Based on such examination and subject to the foregoing, we are of the opinion that the Shares, when issued by the Company and delivered by the Company against payment therefor as contemplated by the Underwriting Agreement, will be duly and validly issued, fully paid and non-assessable.

 

We hereby consent to the filing of this opinion with the Commission as an exhibit to the Company’s Current Report on Form 8-K filed with the Commission on March 23, 2018 (and its incorporation by reference into the Registration Statement) in accordance with the requirements of Item 601(b)(5) of Regulation S-K promulgated under the Securities Act and to the reference to this firm therein and under the heading “Legal Matters” in the Prospectus Supplement included in the Registration Statement.
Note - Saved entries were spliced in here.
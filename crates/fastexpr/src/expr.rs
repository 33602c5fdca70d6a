//! Expression tree data model: the compiler's input.
//!
//! Trees are produced by a higher-level system and handed to [`crate::compile`]
//! already typed. Node identity matters for the compiler's slot bookkeeping:
//! parameter, constant and lambda nodes are reference-counted and compared by
//! pointer, so the same `Rc` must be used for every occurrence of the same
//! logical node.

use std::rc::Rc;

use crate::{
    registry::{ClassId, CtorId, MethodId},
    value::Value,
};

/// Static type of an expression or runtime value.
///
/// `Object` is the universal reference type: every non-null value is an
/// instance of it. `Class` covers user-registered reference types; enums are
/// value types addressed by their declaring class.
#[derive(Debug, Clone, PartialEq)]
pub enum Ty {
    /// No value. Only appears as the return type of property setters.
    Void,
    /// The universal reference type.
    Object,
    Bool,
    Int,
    Double,
    Str,
    /// A reflected type handle (the result of a `typeof`-style constant).
    TypeHandle,
    /// An enumeration declared by the given class.
    Enum(ClassId),
    /// A user-registered reference type.
    Class(ClassId),
    /// An array with the given element type.
    Array(Rc<Ty>),
    /// A delegate type with the given signature.
    Fn(Rc<FnSig>),
}

impl Ty {
    /// Returns true for types whose values are copied rather than referenced.
    ///
    /// Value types get boxed when stored into `Object`-typed locations and
    /// use the typed element-store path in array initializers.
    #[must_use]
    pub fn is_value_type(&self) -> bool {
        matches!(self, Self::Bool | Self::Int | Self::Double | Self::Enum(_))
    }

    /// Convenience constructor for array types.
    #[must_use]
    pub fn array_of(elem: Ty) -> Self {
        Self::Array(Rc::new(elem))
    }

    /// Convenience constructor for delegate types.
    #[must_use]
    pub fn fn_of(params: Vec<Ty>, ret: Ty) -> Self {
        Self::Fn(Rc::new(FnSig { params, ret }))
    }
}

/// Signature of a delegate type or compiled callable.
#[derive(Debug, Clone, PartialEq)]
pub struct FnSig {
    pub params: Vec<Ty>,
    pub ret: Ty,
}

/// A parameter node. Compared by pointer identity, never by name.
#[derive(Debug)]
pub struct ParamExpr {
    /// Display name, kept for diagnostics only.
    pub name: String,
    pub ty: Ty,
}

impl ParamExpr {
    pub fn new(name: impl Into<String>, ty: Ty) -> Rc<Self> {
        Rc::new(Self {
            name: name.into(),
            ty,
        })
    }
}

/// A constant node: a runtime value with its declared static type.
#[derive(Debug)]
pub struct ConstExpr {
    pub value: Value,
    pub ty: Ty,
}

impl ConstExpr {
    /// Whether this constant can be materialized directly in the instruction
    /// stream instead of occupying a closure slot.
    ///
    /// Null is always encodable; otherwise the declared type must be one of
    /// the literal-friendly types. Delegate values always go through the
    /// closure so the callable object itself is captured.
    ///
    /// Both the analyzer and the emitter consult this single predicate; their
    /// agreement on it is what keeps closure slot indices aligned between the
    /// two passes.
    pub(crate) fn is_inline_encodable(&self) -> bool {
        if matches!(self.value, Value::Null) {
            return true;
        }
        if matches!(self.value, Value::Fn(_)) {
            return false;
        }
        matches!(
            self.ty,
            Ty::Int | Ty::Double | Ty::Bool | Ty::Str | Ty::TypeHandle | Ty::Enum(_)
        )
    }
}

/// A lambda node: parameters, a body expression and a return type.
///
/// Appears at the top level of a compile request and nested inside other
/// lambdas, where the whole compile pipeline recurses on it.
#[derive(Debug)]
pub struct LambdaExpr {
    pub params: Vec<Rc<ParamExpr>>,
    pub body: Expr,
    pub ret: Ty,
}

impl LambdaExpr {
    pub fn new(params: Vec<Rc<ParamExpr>>, body: Expr, ret: Ty) -> Rc<Self> {
        Rc::new(Self { params, body, ret })
    }

    /// The exact delegate type of a callable compiled from this lambda.
    #[must_use]
    pub fn fn_ty(&self) -> Ty {
        Ty::Fn(Rc::new(FnSig {
            params: self.params.iter().map(|p| p.ty.clone()).collect(),
            ret: self.ret.clone(),
        }))
    }
}

/// Reference to a class member used by member-access and member-init nodes.
#[derive(Debug, Clone, Copy, PartialEq, Eq)]
pub enum MemberRef {
    /// Instance field, by declaration index within its class.
    Field { class: ClassId, field: usize },
    /// Static field, read without a receiver.
    StaticField { class: ClassId, field: usize },
    /// Property, accessed through its getter/setter accessor methods.
    Property { class: ClassId, prop: usize },
}

/// Constructor-call node, shared by `New` and `MemberInit`.
#[derive(Debug)]
pub struct NewExpr {
    pub ctor: CtorId,
    pub args: Vec<Expr>,
}

/// A member binding inside a `MemberInit` node.
///
/// Only plain assignments are compilable; the nested and collection forms
/// exist in the tree model but make the compile fall back.
#[derive(Debug)]
pub enum MemberBinding {
    Assign { member: MemberRef, value: Expr },
    /// Nested member-init binding (`Member = { ... }`).
    Nested {
        member: MemberRef,
        bindings: Vec<MemberBinding>,
    },
    /// Collection-init binding (`Member = { a, b, c }`).
    List { member: MemberRef, items: Vec<Expr> },
}

/// The six numeric comparisons.
#[derive(Debug, Clone, Copy, PartialEq, Eq)]
pub enum CmpOp {
    Eq,
    Ne,
    Lt,
    Le,
    Gt,
    Ge,
}

/// Binary arithmetic operators the tree model can carry.
///
/// These are outside the compiled subset; encountering one makes the compile
/// fall back to the caller's general evaluator.
#[derive(Debug, Clone, Copy, PartialEq, Eq)]
pub enum BinOp {
    Add,
    Sub,
    Mul,
    Div,
}

/// Unary operators other than conversions. Outside the compiled subset.
#[derive(Debug, Clone, Copy, PartialEq, Eq)]
pub enum UnaryOp {
    Neg,
    Not,
}

/// An expression in the tree.
#[derive(Debug)]
pub enum Expr {
    Parameter(Rc<ParamExpr>),
    Constant(Rc<ConstExpr>),
    /// Checked reference conversion to `ty`.
    Convert { operand: Box<Expr>, ty: Ty },
    /// Reference-typed array element read.
    ArrayIndex { array: Box<Expr>, index: Box<Expr> },
    New(NewExpr),
    /// Array allocation with per-element initializers.
    NewArrayInit { elem: Ty, items: Vec<Expr> },
    /// Object construction followed by member assignments.
    MemberInit {
        new: NewExpr,
        bindings: Vec<MemberBinding>,
    },
    /// Method call; `receiver` is `None` for static methods.
    Call {
        receiver: Option<Box<Expr>>,
        method: MethodId,
        args: Vec<Expr>,
    },
    /// Field or property access; `object` is `None` for static members.
    Member {
        object: Option<Box<Expr>>,
        member: MemberRef,
    },
    /// A nested lambda appearing as a value.
    Lambda(Rc<LambdaExpr>),
    /// Invocation of a delegate-valued expression.
    Invoke {
        target: Box<Expr>,
        args: Vec<Expr>,
    },
    Compare {
        op: CmpOp,
        left: Box<Expr>,
        right: Box<Expr>,
    },
    /// Arithmetic; carried by the tree model but not compiled.
    Binary {
        op: BinOp,
        left: Box<Expr>,
        right: Box<Expr>,
    },
    /// Negation/logical-not; carried by the tree model but not compiled.
    Unary { op: UnaryOp, operand: Box<Expr> },
}

impl Expr {
    /// Wraps a value as a constant node with the given declared type.
    pub fn constant(value: Value, ty: Ty) -> Self {
        Self::Constant(Rc::new(ConstExpr { value, ty }))
    }

    /// An `int`-typed integer constant.
    pub fn int(v: i64) -> Self {
        Self::constant(Value::Int(v), Ty::Int)
    }

    /// A reference to an existing parameter node.
    pub fn param(p: &Rc<ParamExpr>) -> Self {
        Self::Parameter(p.clone())
    }

    pub fn compare(op: CmpOp, left: Expr, right: Expr) -> Self {
        Self::Compare {
            op,
            left: Box::new(left),
            right: Box::new(right),
        }
    }
}
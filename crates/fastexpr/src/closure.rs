//! Closure layout: how captured values are packed, addressed and materialized.
//!
//! A closure has one slot per captured value, globally ordered as
//!
//! ```text
//! [ constants ... ][ captured params ... ][ nested lambdas ... ]
//! ```
//!
//! The analyzer appends into these lists; the emitter reads slot indices
//! back out of the same lists. Neither side may reorder, and all lookups are
//! by node identity (`Rc` pointer equality).
//!
//! Physically a closure is either an instance of one of the generated
//! fixed-arity classes (`N <= MAX_FIXED`, one field per slot in slot order)
//! or an instance of the array-slab class whose single field holds an
//! object array of length `N`.

use std::rc::Rc;

use crate::{
    callable::CompiledFn,
    expr::{ConstExpr, LambdaExpr, ParamExpr, Ty},
    registry::Registry,
    value::{ArrayObj, Instance, Value},
};

/// Largest slot count served by a fixed-arity closure class; larger closures
/// fall back to the array slab. A tuning knob, not a contract.
pub(crate) const MAX_FIXED: usize = 10;

/// Declaration index of the array-slab class's single object-array field.
pub(crate) const SLAB_ITEMS_FIELD: usize = 0;

/// Captured values of one lambda being compiled, in slot order.
///
/// Created on demand by the analyzer at the first node that needs to capture
/// anything, and materialized into a closure object before emission starts.
#[derive(Debug, Default)]
pub(crate) struct ClosureInfo {
    /// Constant nodes whose value cannot be encoded inline.
    pub constants: Vec<Rc<ConstExpr>>,

    /// Parameters referenced by the body but declared by an enclosing lambda.
    pub captured_params: Vec<Rc<ParamExpr>>,

    /// Nested lambdas, compiled during analysis.
    pub nested_lambdas: Vec<NestedLambda>,

    /// Physical layout, set by [`ClosureInfo::materialize`].
    layout: Option<ClosureLayout>,
}

/// A nested lambda compiled while analyzing its parent.
#[derive(Debug)]
pub(crate) struct NestedLambda {
    /// The callable produced by the recursive compile, already bound to its
    /// own closure when it has one.
    pub callable: Rc<CompiledFn>,

    /// The lambda node, for identity lookup during emission.
    pub source: Rc<LambdaExpr>,

    /// The inner lambda's closure bookkeeping. The emitter threads live
    /// outer values into the inner captured-param slots through this.
    pub closure: Option<Box<ClosureInfo>>,
}

#[derive(Debug)]
struct ClosureLayout {
    object: Value,
    is_array_slab: bool,
}

impl ClosureInfo {
    pub fn slot_count(&self) -> usize {
        self.constants.len() + self.captured_params.len() + self.nested_lambdas.len()
    }

    /// Records a non-inline constant. Idempotent per node identity.
    pub fn add_constant(&mut self, node: &Rc<ConstExpr>) {
        if !self.constants.iter().any(|c| Rc::ptr_eq(c, node)) {
            self.constants.push(node.clone());
        }
    }

    /// Records a free parameter. Idempotent per node identity, so a
    /// parameter reaching this closure through several nested lambdas still
    /// occupies one slot.
    pub fn capture_param(&mut self, param: &Rc<ParamExpr>) {
        if !self.captured_params.iter().any(|p| Rc::ptr_eq(p, param)) {
            self.captured_params.push(param.clone());
        }
    }

    pub fn add_nested(&mut self, nested: NestedLambda) {
        self.nested_lambdas.push(nested);
    }

    /// Slot index of a constant node, by identity.
    pub fn constant_slot(&self, node: &Rc<ConstExpr>) -> Option<usize> {
        self.constants.iter().position(|c| Rc::ptr_eq(c, node))
    }

    /// Slot index of a captured parameter, by identity.
    pub fn param_slot(&self, param: &Rc<ParamExpr>) -> Option<usize> {
        self.captured_params
            .iter()
            .position(|p| Rc::ptr_eq(p, param))
            .map(|i| self.constants.len() + i)
    }

    /// Slot index and record of a nested lambda, by identity, searching
    /// last-to-first.
    pub fn lambda_slot(&self, node: &Rc<LambdaExpr>) -> Option<(usize, &NestedLambda)> {
        let base = self.constants.len() + self.captured_params.len();
        self.nested_lambdas
            .iter()
            .enumerate()
            .rev()
            .find(|(_, n)| Rc::ptr_eq(&n.source, node))
            .map(|(i, n)| (base + i, n))
    }

    /// Static type of the value stored at `slot`: the constant's declared
    /// type, the parameter's declared type, or the nested callable's exact
    /// delegate type.
    pub fn slot_ty(&self, slot: usize) -> Ty {
        let c = self.constants.len();
        let p = self.captured_params.len();
        if slot < c {
            self.constants[slot].ty.clone()
        } else if slot < c + p {
            self.captured_params[slot - c].ty.clone()
        } else {
            self.nested_lambdas[slot - c - p].source.fn_ty()
        }
    }

    /// Builds the runtime closure object.
    ///
    /// Constant slots hold the constant's value, captured-param slots the
    /// zero value of the parameter's type (overwritten at runtime whenever a
    /// nested lambda is constructed), nested-lambda slots the compiled
    /// callable.
    pub fn materialize(&mut self, registry: &Registry) {
        let values: Vec<Value> = self
            .constants
            .iter()
            .map(|c| c.value.clone())
            .chain(self.captured_params.iter().map(|p| Value::zero(&p.ty)))
            .chain(
                self.nested_lambdas
                    .iter()
                    .map(|n| Value::Fn(n.callable.clone())),
            )
            .collect();

        let count = values.len();
        let layout = if count <= MAX_FIXED {
            let class = registry.closure_class(count);
            ClosureLayout {
                object: Value::Obj(Rc::new(Instance::new(class, values))),
                is_array_slab: false,
            }
        } else {
            let slab = Value::Array(Rc::new(ArrayObj::new(Ty::Object, values)));
            ClosureLayout {
                object: Value::Obj(Rc::new(Instance::new(registry.array_closure(), vec![slab]))),
                is_array_slab: true,
            }
        };
        self.layout = Some(layout);
    }

    /// The materialized closure object.
    ///
    /// # Panics
    ///
    /// Panics when called before [`ClosureInfo::materialize`].
    pub fn object(&self) -> &Value {
        &self.layout.as_ref().expect("closure not materialized").object
    }

    pub fn is_array_slab(&self) -> bool {
        self.layout.as_ref().expect("closure not materialized").is_array_slab
    }
}
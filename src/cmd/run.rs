/*!
`run.rs`

Implements the `run` subcommand: dispatch one registered operation against
the execution host.

Current Capabilities:
  - Application-command hosts (operation spawned headlessly per invocation)
  - Parameter injection via:
      --param KEY=VALUE               (repeatable)
      --param-file params.(json|yaml) (merged; CLI --param overrides file entries)
  - Parse-only mode: when the session property `scripts.parse` is set, the
    declared parameter schema is reported and nothing executes
  - JSON or human-readable output

Not Yet Implemented:
  - Gateway (http/ws) transports; session creation against them fails cleanly
  - Timeout / cancellation knobs

JSON Success Output (executed):
{
  "status": "ok",
  "command": "op:blur",
  "target": "app: imaging-app",
  "elapsed_ms": 42,
  "outputs": { ... }
}

JSON Success Output (parse-only):
{
  "status": "ok",
  "command": "op:blur",
  "target": "app: imaging-app",
  "elapsed_ms": 3,
  "params": { "identifier": "...", "inputs": [ ... ], "outputs": [ ... ] }
}

JSON Error Output:
{
  "status":"error",
  "error":"message"
}
*/

use std::path::{Path, PathBuf};
use std::time::Instant;

use anyhow::Result;
use clap::Args;
use serde_json::json;

use crate::bridge::{self, Dispatch};
use crate::cmd::shared::{
    collect_params, describe_field, display_value, load_registry, output_error, print_json,
    resolve_host,
};
use crate::log_debug;
use crate::session::host_from_spec;

/* ---- Argument Struct ---- */

#[derive(Args, Debug)]
pub struct RunArgs {
    /// Command identifier to invoke
    #[arg(value_name = "COMMAND")]
    pub command: String,

    /// Provide parameter (KEY=VALUE), repeatable
    #[arg(long = "param", value_name = "KEY=VALUE")]
    pub params: Vec<String>,

    /// Load parameters from file (JSON or YAML). CLI --param overrides file entries
    #[arg(long = "param-file", value_name = "PATH")]
    pub param_file: Option<PathBuf>,

    /// Execution host (application command or gateway URL). Falls back to SCRIPT_BRIDGE_HOST env.
    #[arg(long, value_name = "HOST")]
    pub host: Option<String>,

    /// Output JSON
    #[arg(long)]
    pub json: bool,
}

/* ---- Public Entry Point ---- */

pub fn execute_run(args: RunArgs, catalog: Option<&Path>) -> Result<()> {
    let command = args.command.trim().to_string();
    if command.is_empty() {
        return output_error(args.json, "command identifier cannot be empty");
    }

    let registry = match load_registry(catalog) {
        Ok(r) => r,
        Err(e) => return output_error(args.json, &e.to_string()),
    };
    let spec = match resolve_host(args.host.as_deref()) {
        Ok(s) => s,
        Err(e) => return output_error(args.json, &e.to_string()),
    };
    let provided = match collect_params(&args.params, args.param_file.as_deref()) {
        Ok(p) => p,
        Err(e) => return output_error(args.json, &e.to_string()),
    };

    let target = spec.to_string();
    log_debug!("run {command} against {target}");
    let host = host_from_spec(spec);

    let started = Instant::now();
    let result = bridge::invoke(&registry, host.as_ref(), &command, &provided);
    let elapsed_ms = started.elapsed().as_millis();

    match result {
        Ok(Dispatch::Params(params)) => {
            if args.json {
                print_json(&json!({
                    "status": "ok",
                    "command": command,
                    "target": target,
                    "elapsed_ms": elapsed_ms,
                    "params": params,
                }));
            } else {
                println!("Declared parameters for {command}:");
                println!("  inputs:");
                for field in &params.inputs {
                    println!("    {}", describe_field(field));
                }
                if params.inputs.is_empty() {
                    println!("    (none)");
                }
                println!("  outputs:");
                for field in &params.outputs {
                    println!("    {}", describe_field(field));
                }
                if params.outputs.is_empty() {
                    println!("    (none)");
                }
            }
        }
        Ok(Dispatch::Completed(outputs)) => {
            if args.json {
                print_json(&json!({
                    "status": "ok",
                    "command": command,
                    "target": target,
                    "elapsed_ms": elapsed_ms,
                    "outputs": outputs,
                }));
            } else {
                println!("Completed {command} in {elapsed_ms} ms");
                if outputs.is_empty() {
                    println!("  (no outputs)");
                } else {
                    for (name, value) in &outputs {
                        println!("  {name} = {}", display_value(value));
                    }
                }
            }
        }
        Err(e) => return output_error(args.json, &e.to_string()),
    }

    Ok(())
}

/* ---- Tests (basic) ---- */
In giving this consent, we do not admit that we are in the category of persons whose consent is required under Section 7 of the Act, or the rules and regulations of the Commission thereunder. In rendering this opinion, we are opining only as to the specific legal issues expressly set forth herein, and no opinion shall be inferred as to any other matter or matters. This opinion is intended solely for use in connection with the issuance and sale of the Securities subject to the Registration Statement and is not to be relied upon for any other purpose.